→ WHAT IS REQUIRED
Please set down, exactly, the line with "a host-provided implementation." and all lines that follow it through the end of the records below.

════════════════════

//! HTTP transport types for the host-does-IO pattern.
//!
//! # Design
//! These types describe HTTP requests and responses as plain data. The core
//! builds `HttpRequest` values and parses `HttpResponse` values; executing
//! the round-trip is the job of a [`Transport`](crate::transport::Transport),
//! either the bundled `reqwest` one or a host-provided implementation.
//!
//! All fields use owned types (`String`, `Vec`) so values can cross thread
//! and FFI boundaries without lifetime concerns.

/// An HTTP GET request described as plain data.
///
/// Built by `PokedexClient::build_*` methods. Every endpoint of the catalog
/// API is a read, so there is no method field.
#[derive(Debug, Clone, PartialEq, Eq)]
pub struct HttpRequest {
    pub url: String,
    pub headers: Vec<(String, String)>,
}

/// An HTTP response described as plain data.
///
/// `reason` is the status line text (e.g. "Internal Server Error"); it is
/// the fallback message for server errors whose body carries none.
#[derive(Debug, Clone, PartialEq, Eq)]
pub struct HttpResponse {
    pub status: u16,
    pub reason: String,
    pub headers: Vec<(String, String)>,
    pub body: String,
}

impl HttpResponse {
    pub fn is_success(&self) -> bool {
        (200..300).contains(&self.status)
    }

    /// A 2xx response whose body is empty or whitespace carries no payload.
    pub fn has_body(&self) -> bool {
        !self.body.trim().is_empty()
    }
}

#[cfg(test)]
mod tests {
    use super::*;

    fn response(status: u16, body: &str) -> HttpResponse {
        HttpResponse {
            status,
            reason: String::new(),
            headers: Vec::new(),
            body: body.to_string(),
        }
    }

    #[test]
    fn success_covers_2xx_only() {
        assert!(response(200, "").is_success());
        assert!(response(204, "").is_success());
        assert!(!response(199, "").is_success());
        assert!(!response(301, "").is_success());
        assert!(!response(500, "").is_success());
    }

    #[test]
    fn whitespace_body_counts_as_absent() {
        assert!(!response(200, "").has_body());
        assert!(!response(200, " \n\t").has_body());
        assert!(response(200, "{}").has_body());
    }
}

════════════════════

→ EXERCISE RESULT
//! either the bundled `reqwest` one or a host-provided implementation.
//!
//! All fields use owned types (`String`, `Vec`) so values can cross thread
//! and FFI boundaries without lifetime concerns.

/// An HTTP GET request described as plain data.
///
/// Built by `PokedexClient::build_*` methods. Every endpoint of the catalog
/// API is a read, so there is no method field.
#[derive(Debug, Clone, PartialEq, Eq)]
pub struct HttpRequest {
    pub url: String,
    pub headers: Vec<(String, String)>,
}

/// An HTTP response described as plain data.
///
/// `reason` is the status line text (e.g. "Internal Server Error"); it is
/// the fallback message for server errors whose body carries none.
#[derive(Debug, Clone, PartialEq, Eq)]
pub struct HttpResponse {
    pub status: u16,
    pub reason: String,
    pub headers: Vec<(String, String)>,
    pub body: String,
}

impl HttpResponse {
    pub fn is_success(&self) -> bool {
        (200..300).contains(&self.status)
    }

    /// A 2xx response whose body is empty or whitespace carries no payload.
    pub fn has_body(&self) -> bool {
        !self.body.trim().is_empty()
    }
}

#[cfg(test)]
mod tests {
    use super::*;

    fn response(status: u16, body: &str) -> HttpResponse {
        HttpResponse {
            status,
            reason: String::new(),
            headers: Vec::new(),
            body: body.to_string(),
        }
    }

    #[test]
    fn success_covers_2xx_only() {
        assert!(response(200, "").is_success());
        assert!(response(204, "").is_success());
        assert!(!response(199, "").is_success());
        assert!(!response(301, "").is_success());
        assert!(!response(500, "").is_success());
    }

    #[test]
    fn whitespace_body_counts_as_absent() {
        assert!(!response(200, "").has_body());
        assert!(!response(200, " \n\t").has_body());
        assert!(response(200, "{}").has_body());
    }
}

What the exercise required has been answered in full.